● Exercise requirements: Below are the entries. Transcribe exactly the lines from the one with "filename core/daemon/src/backoff.rs" through the one with "use fs_err as fs;", ends included, and leave out all others.

*** Opening Supplied information ***

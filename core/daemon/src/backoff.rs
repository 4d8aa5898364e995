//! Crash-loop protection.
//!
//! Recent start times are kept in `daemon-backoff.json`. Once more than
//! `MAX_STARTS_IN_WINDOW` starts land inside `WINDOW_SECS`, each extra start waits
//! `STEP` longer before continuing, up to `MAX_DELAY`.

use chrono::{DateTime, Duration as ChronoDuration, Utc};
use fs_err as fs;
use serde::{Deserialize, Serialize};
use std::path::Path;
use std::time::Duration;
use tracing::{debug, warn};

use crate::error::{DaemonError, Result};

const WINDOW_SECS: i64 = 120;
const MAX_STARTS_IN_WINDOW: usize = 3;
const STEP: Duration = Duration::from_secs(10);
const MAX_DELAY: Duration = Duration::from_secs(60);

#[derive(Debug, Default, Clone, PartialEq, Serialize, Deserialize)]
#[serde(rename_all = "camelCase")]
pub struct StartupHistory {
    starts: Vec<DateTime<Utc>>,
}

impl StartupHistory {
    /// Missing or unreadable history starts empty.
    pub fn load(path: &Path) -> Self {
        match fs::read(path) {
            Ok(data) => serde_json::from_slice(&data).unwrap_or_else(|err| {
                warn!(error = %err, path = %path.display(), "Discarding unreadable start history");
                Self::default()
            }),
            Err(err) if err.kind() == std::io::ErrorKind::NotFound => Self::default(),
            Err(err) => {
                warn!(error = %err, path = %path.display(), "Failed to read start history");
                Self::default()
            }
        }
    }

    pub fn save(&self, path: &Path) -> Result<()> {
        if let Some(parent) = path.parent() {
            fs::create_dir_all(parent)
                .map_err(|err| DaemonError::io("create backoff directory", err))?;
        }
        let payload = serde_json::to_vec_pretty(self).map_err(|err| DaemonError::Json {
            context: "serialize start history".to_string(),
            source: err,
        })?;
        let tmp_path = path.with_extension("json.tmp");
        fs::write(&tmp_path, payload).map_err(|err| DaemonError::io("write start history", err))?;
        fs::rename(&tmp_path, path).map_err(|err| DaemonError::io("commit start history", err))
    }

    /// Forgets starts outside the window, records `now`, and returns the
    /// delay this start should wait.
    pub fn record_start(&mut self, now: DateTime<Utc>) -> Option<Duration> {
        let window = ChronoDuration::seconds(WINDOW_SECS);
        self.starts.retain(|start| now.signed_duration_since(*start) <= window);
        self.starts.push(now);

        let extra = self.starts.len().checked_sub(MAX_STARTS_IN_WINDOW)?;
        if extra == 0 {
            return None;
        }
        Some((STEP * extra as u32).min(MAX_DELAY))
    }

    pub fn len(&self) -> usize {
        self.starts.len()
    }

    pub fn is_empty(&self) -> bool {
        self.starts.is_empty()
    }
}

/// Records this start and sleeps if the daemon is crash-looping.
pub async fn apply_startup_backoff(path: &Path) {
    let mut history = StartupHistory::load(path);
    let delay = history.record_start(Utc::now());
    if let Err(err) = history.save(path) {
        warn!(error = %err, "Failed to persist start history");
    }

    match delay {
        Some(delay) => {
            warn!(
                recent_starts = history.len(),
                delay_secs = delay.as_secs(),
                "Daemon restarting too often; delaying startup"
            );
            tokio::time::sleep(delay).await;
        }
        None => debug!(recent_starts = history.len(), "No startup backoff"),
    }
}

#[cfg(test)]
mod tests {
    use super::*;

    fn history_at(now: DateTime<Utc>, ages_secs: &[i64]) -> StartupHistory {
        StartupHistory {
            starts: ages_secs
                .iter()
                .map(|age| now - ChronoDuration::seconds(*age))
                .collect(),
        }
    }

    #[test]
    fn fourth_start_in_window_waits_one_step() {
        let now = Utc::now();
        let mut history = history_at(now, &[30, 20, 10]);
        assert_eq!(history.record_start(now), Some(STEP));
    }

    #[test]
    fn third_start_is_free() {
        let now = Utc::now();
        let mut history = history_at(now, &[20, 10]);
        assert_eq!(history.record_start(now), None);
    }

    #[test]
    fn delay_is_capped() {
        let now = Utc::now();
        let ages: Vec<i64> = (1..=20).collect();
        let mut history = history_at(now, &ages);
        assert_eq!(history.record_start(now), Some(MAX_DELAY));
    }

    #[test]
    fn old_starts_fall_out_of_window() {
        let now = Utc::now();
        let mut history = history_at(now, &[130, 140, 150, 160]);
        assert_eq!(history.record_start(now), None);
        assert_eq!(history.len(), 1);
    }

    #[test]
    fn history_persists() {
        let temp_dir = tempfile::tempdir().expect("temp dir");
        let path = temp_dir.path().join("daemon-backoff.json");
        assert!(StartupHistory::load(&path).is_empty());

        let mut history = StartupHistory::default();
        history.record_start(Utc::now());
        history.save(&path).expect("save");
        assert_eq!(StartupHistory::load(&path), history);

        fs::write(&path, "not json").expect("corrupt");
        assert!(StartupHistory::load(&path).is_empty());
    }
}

*** Closing Supplied information ***
*** Opening Supplied information ***

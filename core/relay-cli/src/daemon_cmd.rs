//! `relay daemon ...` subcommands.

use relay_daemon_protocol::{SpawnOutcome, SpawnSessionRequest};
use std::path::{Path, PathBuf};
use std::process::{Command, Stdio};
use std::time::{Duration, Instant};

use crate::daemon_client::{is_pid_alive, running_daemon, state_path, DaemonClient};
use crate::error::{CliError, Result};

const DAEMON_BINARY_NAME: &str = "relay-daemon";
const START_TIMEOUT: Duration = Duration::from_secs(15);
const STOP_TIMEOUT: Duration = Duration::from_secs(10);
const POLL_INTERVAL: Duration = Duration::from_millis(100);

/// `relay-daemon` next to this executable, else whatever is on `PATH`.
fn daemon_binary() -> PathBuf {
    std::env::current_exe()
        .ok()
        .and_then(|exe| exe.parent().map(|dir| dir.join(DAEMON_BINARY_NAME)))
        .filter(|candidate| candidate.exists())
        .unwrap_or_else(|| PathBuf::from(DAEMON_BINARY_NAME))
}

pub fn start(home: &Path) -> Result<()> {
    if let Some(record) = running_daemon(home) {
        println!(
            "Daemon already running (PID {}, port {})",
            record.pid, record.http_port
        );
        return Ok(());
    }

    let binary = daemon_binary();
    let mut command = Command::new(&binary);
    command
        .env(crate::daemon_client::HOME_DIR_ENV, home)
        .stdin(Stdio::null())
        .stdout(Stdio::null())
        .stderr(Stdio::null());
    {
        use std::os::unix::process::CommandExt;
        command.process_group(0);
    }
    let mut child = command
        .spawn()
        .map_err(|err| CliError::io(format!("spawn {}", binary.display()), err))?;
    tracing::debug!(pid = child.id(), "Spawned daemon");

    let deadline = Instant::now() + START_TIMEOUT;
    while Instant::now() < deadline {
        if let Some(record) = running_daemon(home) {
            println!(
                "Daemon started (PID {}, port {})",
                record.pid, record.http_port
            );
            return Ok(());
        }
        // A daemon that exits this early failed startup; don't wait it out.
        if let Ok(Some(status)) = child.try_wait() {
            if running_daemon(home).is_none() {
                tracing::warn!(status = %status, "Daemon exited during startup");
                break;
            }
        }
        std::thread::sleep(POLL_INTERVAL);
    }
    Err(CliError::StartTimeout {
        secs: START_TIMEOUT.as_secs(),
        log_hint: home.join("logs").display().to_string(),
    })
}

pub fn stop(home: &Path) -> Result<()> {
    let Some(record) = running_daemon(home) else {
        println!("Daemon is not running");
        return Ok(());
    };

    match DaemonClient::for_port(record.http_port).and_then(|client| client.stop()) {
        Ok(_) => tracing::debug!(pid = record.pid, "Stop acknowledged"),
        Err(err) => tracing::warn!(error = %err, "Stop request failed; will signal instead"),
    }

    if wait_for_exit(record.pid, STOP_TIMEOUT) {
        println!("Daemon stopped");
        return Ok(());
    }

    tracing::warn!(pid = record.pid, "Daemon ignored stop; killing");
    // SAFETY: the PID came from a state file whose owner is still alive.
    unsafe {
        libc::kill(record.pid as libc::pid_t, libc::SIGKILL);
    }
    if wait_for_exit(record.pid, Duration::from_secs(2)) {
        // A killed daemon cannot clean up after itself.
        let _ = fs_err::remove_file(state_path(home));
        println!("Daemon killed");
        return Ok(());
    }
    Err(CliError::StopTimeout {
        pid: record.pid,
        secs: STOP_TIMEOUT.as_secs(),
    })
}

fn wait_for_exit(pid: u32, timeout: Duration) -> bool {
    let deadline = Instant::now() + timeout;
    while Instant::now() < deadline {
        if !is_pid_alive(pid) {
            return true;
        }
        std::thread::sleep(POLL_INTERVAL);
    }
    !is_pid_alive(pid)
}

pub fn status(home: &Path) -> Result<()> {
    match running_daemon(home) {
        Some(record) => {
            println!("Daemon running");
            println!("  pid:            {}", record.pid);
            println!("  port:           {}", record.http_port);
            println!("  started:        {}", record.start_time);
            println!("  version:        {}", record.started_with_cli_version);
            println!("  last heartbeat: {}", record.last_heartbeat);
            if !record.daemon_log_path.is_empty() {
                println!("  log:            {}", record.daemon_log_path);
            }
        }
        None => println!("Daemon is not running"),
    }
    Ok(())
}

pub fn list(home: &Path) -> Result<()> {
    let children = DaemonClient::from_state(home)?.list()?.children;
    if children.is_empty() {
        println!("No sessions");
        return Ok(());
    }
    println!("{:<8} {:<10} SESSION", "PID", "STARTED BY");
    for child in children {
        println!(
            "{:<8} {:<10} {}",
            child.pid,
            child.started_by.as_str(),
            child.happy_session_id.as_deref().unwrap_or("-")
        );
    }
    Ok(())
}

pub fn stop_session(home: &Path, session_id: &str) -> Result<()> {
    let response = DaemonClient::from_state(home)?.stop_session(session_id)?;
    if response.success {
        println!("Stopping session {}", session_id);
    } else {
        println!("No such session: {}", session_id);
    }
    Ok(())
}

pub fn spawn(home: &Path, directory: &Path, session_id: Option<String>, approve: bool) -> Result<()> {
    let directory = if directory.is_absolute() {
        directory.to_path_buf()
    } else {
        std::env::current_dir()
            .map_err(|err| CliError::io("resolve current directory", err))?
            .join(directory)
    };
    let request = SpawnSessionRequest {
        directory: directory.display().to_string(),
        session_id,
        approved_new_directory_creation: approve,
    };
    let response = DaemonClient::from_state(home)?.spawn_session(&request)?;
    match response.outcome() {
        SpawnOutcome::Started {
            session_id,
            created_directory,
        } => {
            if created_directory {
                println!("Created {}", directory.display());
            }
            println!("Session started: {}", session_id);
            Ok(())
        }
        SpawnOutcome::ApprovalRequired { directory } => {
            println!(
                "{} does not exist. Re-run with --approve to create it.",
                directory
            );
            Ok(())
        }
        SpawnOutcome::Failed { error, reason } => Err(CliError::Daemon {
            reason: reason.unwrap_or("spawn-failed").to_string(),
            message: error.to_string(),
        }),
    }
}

*** Closing Supplied information ***

● Completed task:
filename core/daemon/src/backoff.rs
repository 4d8aa5898364e995
//! Crash-loop protection.
//!
//! Recent start times are kept in `daemon-backoff.json`. Once more than
//! `MAX_STARTS_IN_WINDOW` starts land inside `WINDOW_SECS`, each extra start waits
//! `STEP` longer before continuing, up to `MAX_DELAY`.

use chrono::{DateTime, Duration as ChronoDuration, Utc};
use fs_err as fs;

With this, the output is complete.